# YOUR OBJECTIVE
The response must consist of the records below, copied exactly.

##### RECORD EXTRACTS

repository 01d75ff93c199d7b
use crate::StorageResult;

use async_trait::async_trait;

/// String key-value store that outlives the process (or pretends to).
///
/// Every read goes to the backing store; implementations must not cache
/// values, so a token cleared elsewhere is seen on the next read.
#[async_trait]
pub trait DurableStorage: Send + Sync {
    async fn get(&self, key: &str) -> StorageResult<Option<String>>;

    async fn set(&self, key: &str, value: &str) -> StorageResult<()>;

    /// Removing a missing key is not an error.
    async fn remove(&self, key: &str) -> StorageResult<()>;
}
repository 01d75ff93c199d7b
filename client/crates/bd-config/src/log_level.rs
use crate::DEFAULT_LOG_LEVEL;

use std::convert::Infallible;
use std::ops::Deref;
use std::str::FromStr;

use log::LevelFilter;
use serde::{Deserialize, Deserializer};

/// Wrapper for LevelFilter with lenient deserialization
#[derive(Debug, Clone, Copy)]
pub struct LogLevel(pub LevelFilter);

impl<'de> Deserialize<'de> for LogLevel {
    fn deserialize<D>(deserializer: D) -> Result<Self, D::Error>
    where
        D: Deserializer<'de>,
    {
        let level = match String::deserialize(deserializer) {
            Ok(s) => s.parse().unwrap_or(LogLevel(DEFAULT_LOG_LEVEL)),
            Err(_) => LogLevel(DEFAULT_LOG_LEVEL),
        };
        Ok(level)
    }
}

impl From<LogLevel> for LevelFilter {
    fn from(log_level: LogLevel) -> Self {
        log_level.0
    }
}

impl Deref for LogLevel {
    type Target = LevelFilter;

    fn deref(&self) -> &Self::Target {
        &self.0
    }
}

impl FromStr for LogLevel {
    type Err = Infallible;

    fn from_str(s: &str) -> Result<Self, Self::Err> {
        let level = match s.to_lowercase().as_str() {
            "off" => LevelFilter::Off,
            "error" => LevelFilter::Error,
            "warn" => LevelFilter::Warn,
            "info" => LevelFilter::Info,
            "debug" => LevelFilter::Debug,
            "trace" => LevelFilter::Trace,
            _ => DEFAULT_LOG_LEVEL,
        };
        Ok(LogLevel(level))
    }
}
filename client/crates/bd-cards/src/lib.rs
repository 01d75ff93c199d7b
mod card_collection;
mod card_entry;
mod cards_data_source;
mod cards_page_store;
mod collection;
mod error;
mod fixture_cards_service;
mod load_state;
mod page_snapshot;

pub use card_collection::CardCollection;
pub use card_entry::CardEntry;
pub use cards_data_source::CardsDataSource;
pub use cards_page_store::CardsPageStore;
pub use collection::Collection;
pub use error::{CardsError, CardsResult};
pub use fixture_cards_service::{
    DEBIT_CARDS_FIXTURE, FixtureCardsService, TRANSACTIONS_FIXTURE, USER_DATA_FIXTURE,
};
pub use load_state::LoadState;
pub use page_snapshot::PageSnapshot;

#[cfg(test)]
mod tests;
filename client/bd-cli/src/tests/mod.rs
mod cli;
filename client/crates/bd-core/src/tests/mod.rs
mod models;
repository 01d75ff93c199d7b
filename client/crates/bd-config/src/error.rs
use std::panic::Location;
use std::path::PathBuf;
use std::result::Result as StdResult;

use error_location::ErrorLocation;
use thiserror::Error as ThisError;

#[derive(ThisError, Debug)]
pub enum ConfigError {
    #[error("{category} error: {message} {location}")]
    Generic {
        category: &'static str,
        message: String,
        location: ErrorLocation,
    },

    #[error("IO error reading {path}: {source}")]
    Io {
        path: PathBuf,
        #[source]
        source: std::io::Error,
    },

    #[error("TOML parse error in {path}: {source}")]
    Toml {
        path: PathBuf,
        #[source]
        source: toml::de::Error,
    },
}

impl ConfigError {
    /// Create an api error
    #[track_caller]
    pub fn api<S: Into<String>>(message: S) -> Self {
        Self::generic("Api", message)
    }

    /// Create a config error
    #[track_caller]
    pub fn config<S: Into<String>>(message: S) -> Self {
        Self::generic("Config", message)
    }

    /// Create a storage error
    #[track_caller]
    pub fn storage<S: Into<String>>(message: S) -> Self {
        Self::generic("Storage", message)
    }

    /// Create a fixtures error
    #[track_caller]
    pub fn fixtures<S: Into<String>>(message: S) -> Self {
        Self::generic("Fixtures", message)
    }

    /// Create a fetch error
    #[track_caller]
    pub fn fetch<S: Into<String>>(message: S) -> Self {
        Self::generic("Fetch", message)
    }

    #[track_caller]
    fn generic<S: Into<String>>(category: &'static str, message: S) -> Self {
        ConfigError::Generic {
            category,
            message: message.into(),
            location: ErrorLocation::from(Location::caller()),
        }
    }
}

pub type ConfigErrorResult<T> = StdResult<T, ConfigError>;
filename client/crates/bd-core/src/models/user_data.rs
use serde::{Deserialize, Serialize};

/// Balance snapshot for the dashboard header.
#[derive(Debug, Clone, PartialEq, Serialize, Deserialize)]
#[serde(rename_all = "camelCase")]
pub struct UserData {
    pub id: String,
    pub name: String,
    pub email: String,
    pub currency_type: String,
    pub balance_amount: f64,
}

##########

# SOLUTION TO THE PROBLEM
repository 01d75ff93c199d7b
use crate::StorageResult;

use async_trait::async_trait;

/// String key-value store that outlives the process (or pretends to).
///
/// Every read goes to the backing store; implementations must not cache
/// values, so a token cleared elsewhere is seen on the next read.
#[async_trait]
pub trait DurableStorage: Send + Sync {
    async fn get(&self, key: &str) -> StorageResult<Option<String>>;

    async fn set(&self, key: &str, value: &str) -> StorageResult<()>;

    /// Removing a missing key is not an error.
    async fn remove(&self, key: &str) -> StorageResult<()>;
}
repository 01d75ff93c199d7b
filename client/crates/bd-config/src/log_level.rs
use crate::DEFAULT_LOG_LEVEL;

use std::convert::Infallible;
use std::ops::Deref;
use std::str::FromStr;

use log::LevelFilter;
use serde::{Deserialize, Deserializer};

/// Wrapper for LevelFilter with lenient deserialization
#[derive(Debug, Clone, Copy)]
pub struct LogLevel(pub LevelFilter);

impl<'de> Deserialize<'de> for LogLevel {
    fn deserialize<D>(deserializer: D) -> Result<Self, D::Error>
    where
        D: Deserializer<'de>,
    {
        let level = match String::deserialize(deserializer) {
            Ok(s) => s.parse().unwrap_or(LogLevel(DEFAULT_LOG_LEVEL)),
            Err(_) => LogLevel(DEFAULT_LOG_LEVEL),
        };
        Ok(level)
    }
}

impl From<LogLevel> for LevelFilter {
    fn from(log_level: LogLevel) -> Self {
        log_level.0
    }
}

impl Deref for LogLevel {
    type Target = LevelFilter;

    fn deref(&self) -> &Self::Target {
        &self.0
    }
}

impl FromStr for LogLevel {
    type Err = Infallible;

    fn from_str(s: &str) -> Result<Self, Self::Err> {
        let level = match s.to_lowercase().as_str() {
            "off" => LevelFilter::Off,
            "error" => LevelFilter::Error,
            "warn" => LevelFilter::Warn,
            "info" => LevelFilter::Info,
            "debug" => LevelFilter::Debug,
            "trace" => LevelFilter::Trace,
            _ => DEFAULT_LOG_LEVEL,
        };
        Ok(LogLevel(level))
    }
}
filename client/crates/bd-cards/src/lib.rs
repository 01d75ff93c199d7b
mod card_collection;
mod card_entry;
mod cards_data_source;
mod cards_page_store;
mod collection;
mod error;
mod fixture_cards_service;
mod load_state;
mod page_snapshot;

pub use card_collection::CardCollection;
pub use card_entry::CardEntry;
pub use cards_data_source::CardsDataSource;
pub use cards_page_store::CardsPageStore;
pub use collection::Collection;
pub use error::{CardsError, CardsResult};
pub use fixture_cards_service::{
    DEBIT_CARDS_FIXTURE, FixtureCardsService, TRANSACTIONS_FIXTURE, USER_DATA_FIXTURE,
};
pub use load_state::LoadState;
pub use page_snapshot::PageSnapshot;

#[cfg(test)]
mod tests;
filename client/bd-cli/src/tests/mod.rs
mod cli;
filename client/crates/bd-core/src/tests/mod.rs
mod models;
repository 01d75ff93c199d7b
filename client/crates/bd-config/src/error.rs
use std::panic::Location;
use std::path::PathBuf;
use std::result::Result as StdResult;

use error_location::ErrorLocation;
use thiserror::Error as ThisError;

#[derive(ThisError, Debug)]
pub enum ConfigError {
    #[error("{category} error: {message} {location}")]
    Generic {
        category: &'static str,
        message: String,
        location: ErrorLocation,
    },

    #[error("IO error reading {path}: {source}")]
    Io {
        path: PathBuf,
        #[source]
        source: std::io::Error,
    },

    #[error("TOML parse error in {path}: {source}")]
    Toml {
        path: PathBuf,
        #[source]
        source: toml::de::Error,
    },
}

impl ConfigError {
    /// Create an api error
    #[track_caller]
    pub fn api<S: Into<String>>(message: S) -> Self {
        Self::generic("Api", message)
    }

    /// Create a config error
    #[track_caller]
    pub fn config<S: Into<String>>(message: S) -> Self {
        Self::generic("Config", message)
    }

    /// Create a storage error
    #[track_caller]
    pub fn storage<S: Into<String>>(message: S) -> Self {
        Self::generic("Storage", message)
    }

    /// Create a fixtures error
    #[track_caller]
    pub fn fixtures<S: Into<String>>(message: S) -> Self {
        Self::generic("Fixtures", message)
    }

    /// Create a fetch error
    #[track_caller]
    pub fn fetch<S: Into<String>>(message: S) -> Self {
        Self::generic("Fetch", message)
    }

    #[track_caller]
    fn generic<S: Into<String>>(category: &'static str, message: S) -> Self {
        ConfigError::Generic {
            category,
            message: message.into(),
            location: ErrorLocation::from(Location::caller()),
        }
    }
}

pub type ConfigErrorResult<T> = StdResult<T, ConfigError>;
filename client/crates/bd-core/src/models/user_data.rs
use serde::{Deserialize, Serialize};

/// Balance snapshot for the dashboard header.
#[derive(Debug, Clone, PartialEq, Serialize, Deserialize)]
#[serde(rename_all = "camelCase")]
pub struct UserData {
    pub id: String,
    pub name: String,
    pub email: String,
    pub currency_type: String,
    pub balance_amount: f64,
}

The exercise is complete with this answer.